03/28/11 Dear AutoRacing1.com, You have probably received hundreds of e-mails about the double file restarts. Let me ask you this- In 2007, Tony Cotman inserted standing starts for all of Champ Car's races. There were two pre-season tests that year, one at Sebring, the other at Laguna Seca. I attended the Laguna Seca test and I remember anywhere from 8-12 cars practicing standing starts at the end of each day for a good 30-45 minutes, making several attempts at them. Some drivers had never done them before, so it would make sense to have some dry runs before having the first race of the year.

Did Brian Barnhart, Kevin Blanch, and the rest of the intelligent IndyCar officials think to practice the double file restarts (bunching together, the acceleration line, and a tight first corner which is what most road and street circuits have) at the Barber test prior to St. Pete yesterday? The opening 15 laps were an embarrassment to the entire series. This was one of their ESPN/ABC races, where they get better ratings than on Versus, and that is how they start the season!? It was amateur hour at its finest. And these are the fastest and best drivers in the world? What a poor representation by the series when they can't start the season without taking out 5-7 cars, where 4 of them might have factored into the race. NASCAR can start their season without incident as can F1 cars, which are far more superior than the current Dallara. Another black eye for IndyCar which is a real shame, considering this is the most positive the off-season has been in a number of years. Brandon Stevens

Dear Brandon, I am not aware that they did any practice because it was felt all races begin double file so the drivers have had plenty of practice.  However, historically on the street and road circuits the starts have been problematic, both for IndyCar as well as Champ Car.  St. Pete in particular has almost always had an accident in the first corner.  Why?  Because with a rolling start the drivers behind have a bigger head of steam than the drivers in the front and come barreling into the first corner only to find that what they thought was a hole is no longer there.  It is the main reason why AR1.com campaigned so hard for standing starts in Champ Car.  And guess what?  It worked - the standing starts were not only a hit with fans, they cut down on first corner accidents because all cars started at the same speed - zero, and hence arrived at the first corner at a slower speed (less chance of a mistake) and there was less speed differential between the front of the grid and the back.
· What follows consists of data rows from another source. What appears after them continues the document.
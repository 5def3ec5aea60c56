//! Application constants
//!
//! Centralized location for all domain-level constants used throughout the
//! application.

// Tenancy
pub const DEFAULT_TENANT: &str = "default";

// Token lifecycle
pub const ACCESS_TOKEN_SAFETY_MARGIN_SECS: i64 = 60;
pub const DEFAULT_ACCESS_TOKEN_LIFETIME_SECS: i64 = 3600;
pub const REFRESH_TOKEN_LIFETIME_DAYS: i64 = 30;
pub const REFRESH_LEASE_COOLDOWN_SECS: i64 = 30;
pub const LEASE_RECHECK_DELAY_MS: u64 = 1_500;

// Refresh-expiry warning thresholds (days remaining)
pub const REFRESH_EXPIRY_INFO_DAYS: i64 = 14;
pub const REFRESH_EXPIRY_WARN_DAYS: i64 = 7;
pub const REFRESH_EXPIRY_URGENT_DAYS: i64 = 3;

// Invoice defaults
pub const DEFAULT_DOCUMENT_TYPE: &str = "normal";
pub const DEFAULT_LINE_UNIT: &str = "szt.";
pub const DEFAULT_PAYMENT_DAYS: i64 = 7;
pub const DEFAULT_COUNTRY: &str = "PL";

// Tax identifiers
pub const TAX_ID_LENGTH: usize = 10;

// Remote call budget
pub const REMOTE_CALL_TIMEOUT_SECS: u64 = 30;
pub const REGISTRY_CALL_TIMEOUT_SECS: u64 = 10;

/// Ledger scopes requested by default; profiles may override.
pub const DEFAULT_SCOPES: &[&str] = &[
    "contractors-read",
    "contractors-write",
    "invoice_descriptions-read",
    "invoice_deliveries-read",
    "invoice_deliveries-write",
    "invoices-read",
    "invoices-write",
    "notes-read",
    "notes-write",
    "payments-read",
    "payments-write",
    "tags-read",
    "tags-write",
];
//! Application context - dependency injection container

use std::collections::HashMap;
use std::sync::Arc;

use ledgerflow_core::{
    AccessTokenProvider, CredentialResolver, InvoiceWorkflowService, LedgerClient, RegistryLookup,
    TokenEndpoint, TokenManager, TokenStore,
};
use ledgerflow_domain::{Config, Result, TenantId};
use ledgerflow_infra::config::loader;
use ledgerflow_infra::oauth::random_state;
use ledgerflow_infra::{FileTokenStore, GusClient, OAuthClient, WfirmaClient};
use parking_lot::Mutex;

/// Application context - holds all services and dependencies
///
/// Built once at startup and shared behind an `Arc` by every request
/// handler. The pending map ties authorization `state` nonces back to the
/// tenant that started the round trip.
pub struct AppContext {
    pub config: Config,
    pub resolver: Arc<CredentialResolver>,
    pub tokens: Arc<TokenManager>,
    pub oauth: Arc<OAuthClient>,
    pub workflow: Arc<InvoiceWorkflowService>,
    pending: Mutex<HashMap<String, TenantId>>,
}

impl AppContext {
    /// Creates the context from configuration discovered in the environment
    pub fn new() -> Result<Self> {
        Self::from_config(loader::load()?)
    }

    /// Creates the context from explicit configuration.
    ///
    /// Tests use this to point every collaborator at mock endpoints.
    pub fn from_config(config: Config) -> Result<Self> {
        let resolver = Arc::new(CredentialResolver::from_config(&config.tenants));
        let store: Arc<dyn TokenStore> = Arc::new(FileTokenStore::new(config.store.path.as_str()));
        let oauth = Arc::new(OAuthClient::new(&config.oauth)?);
        let tokens = Arc::new(TokenManager::new(
            resolver.clone(),
            store,
            oauth.clone() as Arc<dyn TokenEndpoint>,
        ));

        let ledger: Arc<dyn LedgerClient> = Arc::new(WfirmaClient::new(
            config.ledger.base_url.clone(),
            tokens.clone() as Arc<dyn AccessTokenProvider>,
            resolver.clone(),
        )?);
        let registry: Arc<dyn RegistryLookup> = Arc::new(GusClient::new(&config.registry)?);
        let workflow = Arc::new(InvoiceWorkflowService::new(
            tokens.clone() as Arc<dyn AccessTokenProvider>,
            registry,
            ledger,
        ));

        Ok(Self { config, resolver, tokens, oauth, workflow, pending: Mutex::new(HashMap::new()) })
    }

    /// Registers an authorization round trip and returns its state nonce
    pub fn begin_authorization(&self, tenant: TenantId) -> String {
        let state = random_state();
        self.pending.lock().insert(state.clone(), tenant);
        state
    }

    /// Claims the tenant behind a callback state. A state is good once;
    /// replayed callbacks come back empty.
    pub fn take_authorization(&self, state: &str) -> Option<TenantId> {
        self.pending.lock().remove(state)
    }
}

#[cfg(test)]
mod tests {
    use super::*;

    fn test_config(dir: &tempfile::TempDir) -> Config {
        let mut config = Config::default();
        config.store.path = dir.path().display().to_string();
        config.tenants.default.client_id = "client-1".to_string();
        config.tenants.default.client_secret = "secret-1".to_string();
        config
    }

    #[test]
    fn context_wires_from_config() {
        let dir = tempfile::tempdir().expect("tempdir");
        let ctx = AppContext::from_config(test_config(&dir)).expect("context builds");

        assert!(ctx.config.server.api_key.is_none());
        assert!(ctx.resolver.known_tenants().is_empty());
    }

    #[test]
    fn authorization_states_are_single_use() {
        let dir = tempfile::tempdir().expect("tempdir");
        let ctx = AppContext::from_config(test_config(&dir)).expect("context builds");

        let state = ctx.begin_authorization(TenantId::new("acme"));
        assert_eq!(ctx.take_authorization(&state), Some(TenantId::new("acme")));
        assert_eq!(ctx.take_authorization(&state), None);
    }

    #[test]
    fn concurrent_round_trips_get_distinct_states() {
        let dir = tempfile::tempdir().expect("tempdir");
        let ctx = AppContext::from_config(test_config(&dir)).expect("context builds");

        let first = ctx.begin_authorization(TenantId::new("alpha"));
        let second = ctx.begin_authorization(TenantId::new("beta"));

        assert_ne!(first, second);
        assert_eq!(ctx.take_authorization(&second), Some(TenantId::new("beta")));
        assert_eq!(ctx.take_authorization(&first), Some(TenantId::new("alpha")));
    }
}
So historically double file rolling starts result in accidents at the first corner.  So what did IndyCar do?  They basically said "let's do double file restarts too."  In essence they said let's see if what does not work for starts might somehow work for restarts.  Not.  As you read on these very pages when the rule was announced, double file restarts on street and road circuits is going to result in a lot of carnage.  And it did.  We would reserve them for oval tracks only. 

Since, under Tony Cotman, the new IndyCar is being designed to do standing starts, and if you told me they would do both starts and restarts from a standstill, then, and only then will double file restarts work for non-oval races.  Mark C.